Des listes RN seront présentes dans d’autres petites communes en France, comme à Bazouges-Cré-sur-Loir (2.000 habitant) dans la Sarthe, à Donges (8.000 habitants) en Loire-Atlantique, ou encore à Crèvecœur-le-Grand (3.400 habitants) dans l’Oise. Mais la dynamique nationale du RN et l’insécurité au cœur des préoccupations des Français seront-elles suffisantes pour faire tomber les maires en place ? Pas forcément.
« Dans les communes de moins de 10.000 habitants, l’enjeu local a tendance à être au moins aussi important que l’étiquette nationale. Donc il ne faut pas s’enflammer… », prévient l’eurodéputé RN Aleksandar Nikolic, délégué national aux fédérations. « Mais le mandat local est celui où l’on apprend le plus. Quand on est élu d’opposition, on doit connaître ses sujets, apprendre à parler en public, parfois gérer un groupe…. c’est très formateur », ajoute le porte-parole du RN.
Poursuivre la dédiabolisation
L’implantation dans les communes moyennes ou plus petites est donc utile dans l’optique de « dédiaboliser » le parti.
« « L’objectif est de passer d’un parti de masse à un parti d’élus, note Aymeric Durox. Quand on a des élus RN dans un village, ça devient quelque chose de palpable. Ce n’est plus seulement Marine et Jordan qu’ils voient à la télé. Ce sont des gens avec qui ils peuvent discuter, le voisin, ou le marchand du coin, c’est du concret. Cela nous aide en matière de notabilisation. » »
A condition d’échapper aux polémiques sur le profil des personnes investies. Et le parti a de nouveau été confronté aux « brebis galeuses » sur certaines communes, obligeant à retirer certaines investitures. Sébastien Burdeau a lui été épinglé pour des propos sur la peine de mort ou le wokisme, le contraignant à mettre hors-ligne son compte X. « Je l’ai mis en pause pour éviter ce genre de polémiques », balaie-t-il.

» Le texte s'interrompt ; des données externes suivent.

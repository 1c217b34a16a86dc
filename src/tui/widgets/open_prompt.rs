use super::POPUP_PADDING;
use crate::ui_state::UiState;
use ratatui::{
    layout::{Constraint, Layout},
    style::{Style, Stylize},
    widgets::{Block, BorderType, Padding, Paragraph, StatefulWidget, Widget},
};

/// Path entry for files and directories.
pub struct OpenPrompt;
impl StatefulWidget for OpenPrompt {
    type State = UiState;

    fn render(
        self,
        area: ratatui::prelude::Rect,
        buf: &mut ratatui::prelude::Buffer,
        state: &mut Self::State,
    ) {
        let theme = state.theme().clone();

        let block = Block::bordered()
            .title(" Open Media ")
            .title_bottom(" [Enter] open / [Esc] cancel ")
            .title_alignment(ratatui::layout::Alignment::Center)
            .border_type(BorderType::Double)
            .border_style(Style::new().fg(theme.border))
            .bg(theme.bg_panel)
            .padding(POPUP_PADDING);

        let inner = block.inner(area);
        block.render(area, buf);

        let [hint, input] =
            Layout::vertical([Constraint::Length(1), Constraint::Length(3)]).areas(inner);

        Paragraph::new("A media file or a directory to add:")
            .fg(theme.text_muted)
            .render(hint, buf);

        state.popup.input.set_block(
            Block::bordered()
                .border_type(BorderType::Rounded)
                .fg(theme.accent)
                .padding(Padding {
                    left: 1,
                    right: 1,
                    top: 0,
                    bottom: 0,
                }),
        );
        state.popup.input.set_style(Style::new().fg(theme.text));

        state.popup.input.render(input, buf);
    }
}
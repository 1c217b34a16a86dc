use super::LABEL_WIDTH;
use crate::ui_state::UiState;
use ratatui::{
    layout::{Constraint, Direction, Layout},
    style::{Style, Stylize},
    text::Text,
    widgets::{LineGauge, StatefulWidget, Widget},
};

/// Elapsed label, seek bar, length label. The bar's area is recorded for
/// mouse seeking.
pub struct SeekSlider;
impl StatefulWidget for SeekSlider {
    type State = UiState;

    fn render(
        self,
        area: ratatui::prelude::Rect,
        buf: &mut ratatui::prelude::Buffer,
        state: &mut Self::State,
    ) {
        let theme = state.theme().clone();
        let display = &state.display_state;

        let [elapsed, bar, length] = Layout::default()
            .direction(Direction::Horizontal)
            .constraints([
                Constraint::Length(LABEL_WIDTH),
                Constraint::Fill(1),
                Constraint::Length(LABEL_WIDTH),
            ])
            .areas(area);

        Text::from(display.elapsed_label.as_str())
            .fg(theme.text_muted)
            .centered()
            .render(elapsed, buf);

        Text::from(display.length_label.as_str())
            .fg(theme.text_muted)
            .centered()
            .render(length, buf);

        let (complete, incomplete) = theme.progress;
        let filled = match state.transport.is_seek_dragging {
            true => theme.accent,
            false => complete,
        };

        LineGauge::default()
            .filled_style(Style::new().fg(filled))
            .unfilled_style(Style::new().fg(incomplete))
            .filled_symbol("━")
            .unfilled_symbol("─")
            .label("")
            .ratio(display.seek.ratio())
            .render(bar, buf);

        state.display_state.hit.seek_bar = bar;
    }
}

L’élection d’élus locaux est aussi importante pour le mouvement en vue des sénatoriales de septembre et dans l’optique de prendre des cantons aux départementales de 2028. Mais le parti est loin d’avoir régler ses problèmes d’implantation et peine toujours à trouver des candidats sur l’ensemble du territoire. Selon un décompte du Monde, le RN sera absent dans huit départements de France métropolitaine et n’aura qu’un ou deux candidats dans 35 autres départements.